The first level is making decisions for your own personal use. Some subordinates choose fun. Here is an example from one of the case studies in the book:

 “Sana’s fun is travelling, being out of the office, staying in hotels and eating out in restaurants, visiting the country and seeing places. She spends three weeks a month away from the office. Luckily for Sana, her company has offices in most towns in the country so she takes her car and drives to wherever she wants, visits the office and talks to the people– all supposedly in her Human Resources role. None of her colleagues understand what she does during these visits, or why Ruby, her no-decision boss, allows her to flit around the country like a tourist.”

Some choose to increase their power over colleagues and subordinates. I witnessed a Human Resources manager that chose power.  He manipulated the company’s procedures by taking over decisions relating to salary increases and annual evaluations in place of his no-decision boss, even for his colleagues.

Others, working for a no-decision manager profit from a working environment without management control, few constraints and no pressure. Some even choose not to do any work at all.

Second level of decision-making

The second level is making decisions for your department. If, for instance, you are in charge of research and development you make decisions for your department’s budget, prioritise your department’s projects and sign expense authorisations. These are the decisions that should be made by your boss, but you make them.

Third level of decision-making

The third level is the most risky. It involves making decisions in the departments of your colleagues.  You will need their approval first, but because they have decided not to make decisions in place of their no-decision boss, it is likely that they accept. Here you become their unofficial leader.  Of course, you have no formal authority and no legitimacy. Your colleagues will propose the decisions they need and up to you to make them or not.

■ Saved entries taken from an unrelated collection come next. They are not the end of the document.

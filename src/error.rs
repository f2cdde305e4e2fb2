//! ShardSync Error Types

use thiserror::Error;

use crate::shard::ShardId;

/// Result type alias for ShardSync operations
pub type Result<T> = std::result::Result<T, Error>;

/// ShardSync error types
#[derive(Error, Debug)]
pub enum Error {
    // Configuration errors
    #[error("Configuration error: {0}")]
    Config(String),

    #[error("Invalid configuration file: {0}")]
    ConfigParse(#[from] toml::de::Error),

    // Pre-flight errors
    #[error("{shard_id} unavailable: {message}")]
    UnavailableShards { shard_id: ShardId, message: String },

    // Primary errors
    #[error("{shard_id} retry on primary: {message}")]
    RetryOnPrimary {
        shard_id: ShardId,
        message: String,
        #[source]
        source: Box<Error>,
    },

    #[error("{shard_id} is no longer the primary: {reason}")]
    NoLongerPrimary { shard_id: ShardId, reason: String },

    #[error("Node closed: {0}")]
    NodeClosed(String),

    // Resource errors
    #[error("Circuit breaking: {0}")]
    CircuitBreaking(String),

    #[error("Rejected execution: {0}")]
    Rejected(String),

    // Transport errors
    #[error("Connection failed to [{node}]: {reason}")]
    ConnectTransport { node: String, reason: String },

    #[error("[{node}][{action}] remote failure")]
    Remote {
        node: String,
        action: String,
        #[source]
        source: Box<Error>,
    },

    // Shard availability errors
    #[error("{0} not found")]
    ShardNotFound(ShardId),

    #[error("{shard_id} closed: {reason}")]
    IndexShardClosed { shard_id: ShardId, reason: String },

    #[error("{shard_id} illegal state [{state}]: {reason}")]
    IllegalShardState {
        shard_id: ShardId,
        state: String,
        reason: String,
    },

    #[error("Already closed: {0}")]
    AlreadyClosed(String),

    // Request errors
    #[error("Invalid request: {0}")]
    InvalidRequest(String),

    // I/O errors
    #[error("I/O error: {0}")]
    Io(#[from] std::io::Error),

    #[error("JSON error: {0}")]
    Json(#[from] serde_json::Error),

    // Internal errors
    #[error("Internal error: {0}")]
    Internal(String),
}

/// Status code attached to a shard failure record
#[derive(Debug, Clone, Copy, PartialEq, Eq, serde::Serialize, serde::Deserialize)]
pub enum Status {
    BadRequest,
    NotFound,
    TooManyRequests,
    InternalServerError,
    ServiceUnavailable,
}

impl std::fmt::Display for Status {
    fn fmt(&self, f: &mut std::fmt::Formatter<'_>) -> std::fmt::Result {
        match self {
            Status::BadRequest => write!(f, "BAD_REQUEST"),
            Status::NotFound => write!(f, "NOT_FOUND"),
            Status::TooManyRequests => write!(f, "TOO_MANY_REQUESTS"),
            Status::InternalServerError => write!(f, "INTERNAL_SERVER_ERROR"),
            Status::ServiceUnavailable => write!(f, "SERVICE_UNAVAILABLE"),
        }
    }
}

impl Error {
    /// Strip transport wrappers and return the error that actually happened on the remote side
    pub fn unwrap_cause(&self) -> &Error {
        let mut current = self;
        while let Error::Remote { source, .. } = current {
            current = source;
        }
        current
    }

    /// Check if a replica call that failed with this error should be retried
    pub fn is_retryable(&self) -> bool {
        matches!(
            self.unwrap_cause(),
            Error::CircuitBreaking(_) | Error::Rejected(_) | Error::ConnectTransport { .. }
        )
    }

    /// Check if this error only means the target copy is gone or not ready
    pub fn is_shard_not_available(&self) -> bool {
        matches!(
            self.unwrap_cause(),
            Error::ShardNotFound(_)
                | Error::IndexShardClosed { .. }
                | Error::IllegalShardState { .. }
                | Error::UnavailableShards { .. }
                | Error::AlreadyClosed(_)
        )
    }

    /// Check if this error is caused by the local node shutting down
    pub fn is_node_closed(&self) -> bool {
        matches!(self.unwrap_cause(), Error::NodeClosed(_))
    }

    /// Check if this error is a race with a shard that is closing
    pub fn is_already_closed(&self) -> bool {
        matches!(self.unwrap_cause(), Error::AlreadyClosed(_))
    }

    /// Status code for failure reporting
    pub fn status(&self) -> Status {
        match self.unwrap_cause() {
            Error::InvalidRequest(_) | Error::Config(_) | Error::ConfigParse(_) => {
                Status::BadRequest
            }
            Error::ShardNotFound(_) => Status::NotFound,
            Error::CircuitBreaking(_) | Error::Rejected(_) => Status::TooManyRequests,
            Error::UnavailableShards { .. }
            | Error::RetryOnPrimary { .. }
            | Error::NoLongerPrimary { .. }
            | Error::NodeClosed(_)
            | Error::IndexShardClosed { .. }
            | Error::IllegalShardState { .. } => Status::ServiceUnavailable,
            _ => Status::InternalServerError,
        }
    }
}

#[cfg(test)]
mod tests {
    use super::*;

    fn remote(inner: Error) -> Error {
        Error::Remote {
            node: "node-2".into(),
            action: "indices:data/write[r]".into(),
            source: Box::new(inner),
        }
    }

    #[test]
    fn test_unwrap_cause_through_nested_wrappers() {
        let err = remote(remote(Error::CircuitBreaking("parent".into())));
        assert!(matches!(err.unwrap_cause(), Error::CircuitBreaking(_)));
        assert!(err.is_retryable());
        assert_eq!(err.status(), Status::TooManyRequests);
    }

    #[test]
    fn test_retry_classification() {
        assert!(Error::Rejected("queue full".into()).is_retryable());
        assert!(Error::ConnectTransport {
            node: "node-3".into(),
            reason: "refused".into()
        }
        .is_retryable());
        assert!(!Error::InvalidRequest("bad mapping".into()).is_retryable());
        assert!(!Error::NodeClosed("shutting down".into()).is_retryable());
    }

    #[test]
    fn test_shard_not_available_classification() {
        let shard_id = ShardId::new("logs", 0);
        assert!(remote(Error::ShardNotFound(shard_id.clone())).is_shard_not_available());
        assert!(Error::AlreadyClosed("engine".into()).is_shard_not_available());
        assert!(!Error::InvalidRequest("x".into()).is_shard_not_available());
        assert!(remote(Error::NodeClosed("bye".into())).is_node_closed());
    }
}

As soon as you make their decisions, they come out of their frustration and the departments move forward. It is true these decisions are not necessarily those wanted by the company but, in my opinion, it is better to have managers working in harmony than in frustration.

Colleagues working in anger do not accept the offer to make the decisions of their boss. Their anger is directed at the lack of decision-making, so they only accept that their boss does what they are paid to do: make decisions, which they never do. The role of unofficial leader does not work, either, for the other colleagues who have decided to make decisions in place of their boss.

Fourth level of decision-making

The fourth level in decision making is a compromise between taking decisions for your department and taking decisions as an unofficial leader. Here you take on the information role of your no-decision boss to help your colleagues move forward. I call this the co-ordinator role.

It is a useful role for the team, because no-decision bosses do not share information with their teams. They collect information but never share it. This is another of their characteristics which needs a special newsletter on its own. The advantage of the co-ordinator role is that it brings the team together: those in frustration, those making decisions and even those in anger. It makes their work more effective.

What a mess

All this shows what a mess no-decision managers make in the organisation. Subordinates are working without adequate control and doing whatever they want. Systems and processes are corrupted. Decision-making is not co-ordinated. And to make it worse, the hierarchy are not aware they have a no-decision manager in their organisation.